WHAT NEEDS TO BE DONE »
Word for word, transcribe the data below.

[Items listed in a dataset]
────────────────────────────────────────

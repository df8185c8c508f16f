//! Dispatch data model — tasks, worker status, snapshots, and observability events.

use std::collections::BTreeSet;

use chrono::{DateTime, Utc};
use serde::{Deserialize, Serialize};
use uuid::Uuid;

/// Identifier of a connected worker.
pub type WorkerId = Uuid;

/// Identifier of a submitted task.
pub type TaskId = Uuid;

/// Lifecycle status of a worker.
#[derive(Debug, Clone, Copy, PartialEq, Eq, Hash, Serialize, Deserialize)]
#[serde(rename_all = "snake_case")]
pub enum WorkerStatus {
    /// Connected, waiting for its `register` message.
    Connecting,
    /// Registered and free to take a task.
    Idle,
    /// Executing exactly one task.
    Busy,
    /// Reported an error or could not be sent to; excluded from matching.
    Errored,
    /// Removed from the registry.
    Disconnected,
}

impl WorkerStatus {
    /// Idle and Busy workers are probed by the liveness monitor.
    pub fn is_alive(&self) -> bool {
        matches!(self, Self::Idle | Self::Busy)
    }
}

impl std::fmt::Display for WorkerStatus {
    fn fmt(&self, f: &mut std::fmt::Formatter<'_>) -> std::fmt::Result {
        let s = match self {
            Self::Connecting => "connecting",
            Self::Idle => "idle",
            Self::Busy => "busy",
            Self::Errored => "errored",
            Self::Disconnected => "disconnected",
        };
        write!(f, "{s}")
    }
}

/// A unit of work with required capabilities and an opaque payload.
#[derive(Debug, Clone, Serialize, Deserialize)]
#[serde(rename_all = "camelCase")]
pub struct Task {
    pub id: TaskId,
    pub required_capabilities: BTreeSet<String>,
    pub payload: serde_json::Value,
    pub submitted_at: DateTime<Utc>,
}

impl Task {
    /// Create a new task with a fresh id.
    pub fn new<I, S>(required_capabilities: I, payload: serde_json::Value) -> Self
    where
        I: IntoIterator<Item = S>,
        S: Into<String>,
    {
        Self {
            id: Uuid::new_v4(),
            required_capabilities: required_capabilities.into_iter().map(Into::into).collect(),
            payload,
            submitted_at: Utc::now(),
        }
    }
}

/// Descriptive metadata reported by a worker at registration.
#[derive(Debug, Clone, Serialize, Deserialize)]
#[serde(rename_all = "camelCase")]
pub struct WorkerMetadata {
    pub name: String,
    pub version: String,
    pub platform: String,
    /// Remote address of the connection, when the transport knows it.
    #[serde(skip_serializing_if = "Option::is_none")]
    pub origin: Option<String>,
    pub connected_at: DateTime<Utc>,
}

/// Serializable view of a registered worker.
#[derive(Debug, Clone, Serialize, Deserialize)]
#[serde(rename_all = "camelCase")]
pub struct WorkerInfo {
    pub id: WorkerId,
    pub status: WorkerStatus,
    pub capabilities: BTreeSet<String>,
    #[serde(skip_serializing_if = "Option::is_none")]
    pub current_task_id: Option<TaskId>,
    /// Milliseconds since the last heartbeat was observed.
    pub heartbeat_age_ms: u64,
    pub metadata: WorkerMetadata,
}

/// Aggregate counters for callers and dashboards.
#[derive(Debug, Clone, PartialEq, Serialize, Deserialize)]
#[serde(rename_all = "camelCase")]
pub struct DispatchStats {
    pub total_workers: usize,
    pub connecting: usize,
    pub idle: usize,
    pub busy: usize,
    pub errored: usize,
    pub queued_tasks: usize,
    pub in_flight_tasks: usize,
    pub uptime_secs: u64,
    pub timestamp: DateTime<Utc>,
}

/// Why a worker left the registry.
#[derive(Debug, Clone, PartialEq, Eq, Serialize, Deserialize)]
#[serde(tag = "kind", rename_all = "snake_case")]
pub enum RemovalCause {
    /// The transport closed, with the close code and reason when known.
    Closed { code: Option<u16>, reason: String },
    /// No heartbeat within the configured timeout.
    TimedOut { elapsed_ms: u64 },
    /// The dispatcher is shutting down.
    Shutdown,
}

/// Events published on the dispatcher's broadcast channel.
#[derive(Debug, Clone, Serialize, Deserialize)]
#[serde(tag = "type", rename_all = "camelCase", rename_all_fields = "camelCase")]
pub enum DispatchEvent {
    WorkerConnected {
        worker_id: WorkerId,
    },
    WorkerRegistered {
        worker_id: WorkerId,
        name: String,
        capabilities: BTreeSet<String>,
    },
    WorkerErrored {
        worker_id: WorkerId,
        message: String,
    },
    WorkerRemoved {
        worker_id: WorkerId,
        cause: RemovalCause,
    },
    TaskQueued {
        task_id: TaskId,
        queue_len: usize,
    },
    TaskAssigned {
        task_id: TaskId,
        worker_id: WorkerId,
    },
    TaskProgress {
        task_id: TaskId,
        worker_id: WorkerId,
        progress: f32,
        timestamp: DateTime<Utc>,
    },
    TaskCompleted {
        task_id: TaskId,
        worker_id: WorkerId,
    },
    TaskFailed {
        task_id: TaskId,
        error: String,
    },
    /// Initial snapshot sent to event subscribers over the wire.
    Stats {
        stats: DispatchStats,
    },
}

────────────────────────────────────────

EXPECTED ANSWER »
repository df8185c8c508f16f
//! Dispatch data model — tasks, worker status, snapshots, and observability events.

use std::collections::BTreeSet;

use chrono::{DateTime, Utc};
use serde::{Deserialize, Serialize};
use uuid::Uuid;

/// Identifier of a connected worker.
pub type WorkerId = Uuid;

/// Identifier of a submitted task.
pub type TaskId = Uuid;

/// Lifecycle status of a worker.
#[derive(Debug, Clone, Copy, PartialEq, Eq, Hash, Serialize, Deserialize)]
#[serde(rename_all = "snake_case")]
pub enum WorkerStatus {
    /// Connected, waiting for its `register` message.
    Connecting,
    /// Registered and free to take a task.
    Idle,
    /// Executing exactly one task.
    Busy,
    /// Reported an error or could not be sent to; excluded from matching.
    Errored,
    /// Removed from the registry.
    Disconnected,
}

impl WorkerStatus {
    /// Idle and Busy workers are probed by the liveness monitor.
    pub fn is_alive(&self) -> bool {
        matches!(self, Self::Idle | Self::Busy)
    }
}

impl std::fmt::Display for WorkerStatus {
    fn fmt(&self, f: &mut std::fmt::Formatter<'_>) -> std::fmt::Result {
        let s = match self {
            Self::Connecting => "connecting",
            Self::Idle => "idle",
            Self::Busy => "busy",
            Self::Errored => "errored",
            Self::Disconnected => "disconnected",
        };
        write!(f, "{s}")
    }
}

/// A unit of work with required capabilities and an opaque payload.
#[derive(Debug, Clone, Serialize, Deserialize)]
#[serde(rename_all = "camelCase")]
pub struct Task {
    pub id: TaskId,
    pub required_capabilities: BTreeSet<String>,
    pub payload: serde_json::Value,
    pub submitted_at: DateTime<Utc>,
}

impl Task {
    /// Create a new task with a fresh id.
    pub fn new<I, S>(required_capabilities: I, payload: serde_json::Value) -> Self
    where
        I: IntoIterator<Item = S>,
        S: Into<String>,
    {
        Self {
            id: Uuid::new_v4(),
            required_capabilities: required_capabilities.into_iter().map(Into::into).collect(),
            payload,
            submitted_at: Utc::now(),
        }
    }
}

/// Descriptive metadata reported by a worker at registration.
#[derive(Debug, Clone, Serialize, Deserialize)]
#[serde(rename_all = "camelCase")]
pub struct WorkerMetadata {
    pub name: String,
    pub version: String,
    pub platform: String,
    /// Remote address of the connection, when the transport knows it.
    #[serde(skip_serializing_if = "Option::is_none")]
    pub origin: Option<String>,
    pub connected_at: DateTime<Utc>,
}

/// Serializable view of a registered worker.
#[derive(Debug, Clone, Serialize, Deserialize)]
#[serde(rename_all = "camelCase")]
pub struct WorkerInfo {
    pub id: WorkerId,
    pub status: WorkerStatus,
    pub capabilities: BTreeSet<String>,
    #[serde(skip_serializing_if = "Option::is_none")]
    pub current_task_id: Option<TaskId>,
    /// Milliseconds since the last heartbeat was observed.
    pub heartbeat_age_ms: u64,
    pub metadata: WorkerMetadata,
}

/// Aggregate counters for callers and dashboards.
#[derive(Debug, Clone, PartialEq, Serialize, Deserialize)]
#[serde(rename_all = "camelCase")]
pub struct DispatchStats {
    pub total_workers: usize,
    pub connecting: usize,
    pub idle: usize,
    pub busy: usize,
    pub errored: usize,
    pub queued_tasks: usize,
    pub in_flight_tasks: usize,
    pub uptime_secs: u64,
    pub timestamp: DateTime<Utc>,
}

/// Why a worker left the registry.
#[derive(Debug, Clone, PartialEq, Eq, Serialize, Deserialize)]
#[serde(tag = "kind", rename_all = "snake_case")]
pub enum RemovalCause {
    /// The transport closed, with the close code and reason when known.
    Closed { code: Option<u16>, reason: String },
    /// No heartbeat within the configured timeout.
    TimedOut { elapsed_ms: u64 },
    /// The dispatcher is shutting down.
    Shutdown,
}

/// Events published on the dispatcher's broadcast channel.
#[derive(Debug, Clone, Serialize, Deserialize)]
#[serde(tag = "type", rename_all = "camelCase", rename_all_fields = "camelCase")]
pub enum DispatchEvent {
    WorkerConnected {
        worker_id: WorkerId,
    },
    WorkerRegistered {
        worker_id: WorkerId,
        name: String,
        capabilities: BTreeSet<String>,
    },
    WorkerErrored {
        worker_id: WorkerId,
        message: String,
    },
    WorkerRemoved {
        worker_id: WorkerId,
        cause: RemovalCause,
    },
    TaskQueued {
        task_id: TaskId,
        queue_len: usize,
    },
    TaskAssigned {
        task_id: TaskId,
        worker_id: WorkerId,
    },
    TaskProgress {
        task_id: TaskId,
        worker_id: WorkerId,
        progress: f32,
        timestamp: DateTime<Utc>,
    },
    TaskCompleted {
        task_id: TaskId,
        worker_id: WorkerId,
    },
    TaskFailed {
        task_id: TaskId,
        error: String,
    },
    /// Initial snapshot sent to event subscribers over the wire.
    Stats {
        stats: DispatchStats,
    },
}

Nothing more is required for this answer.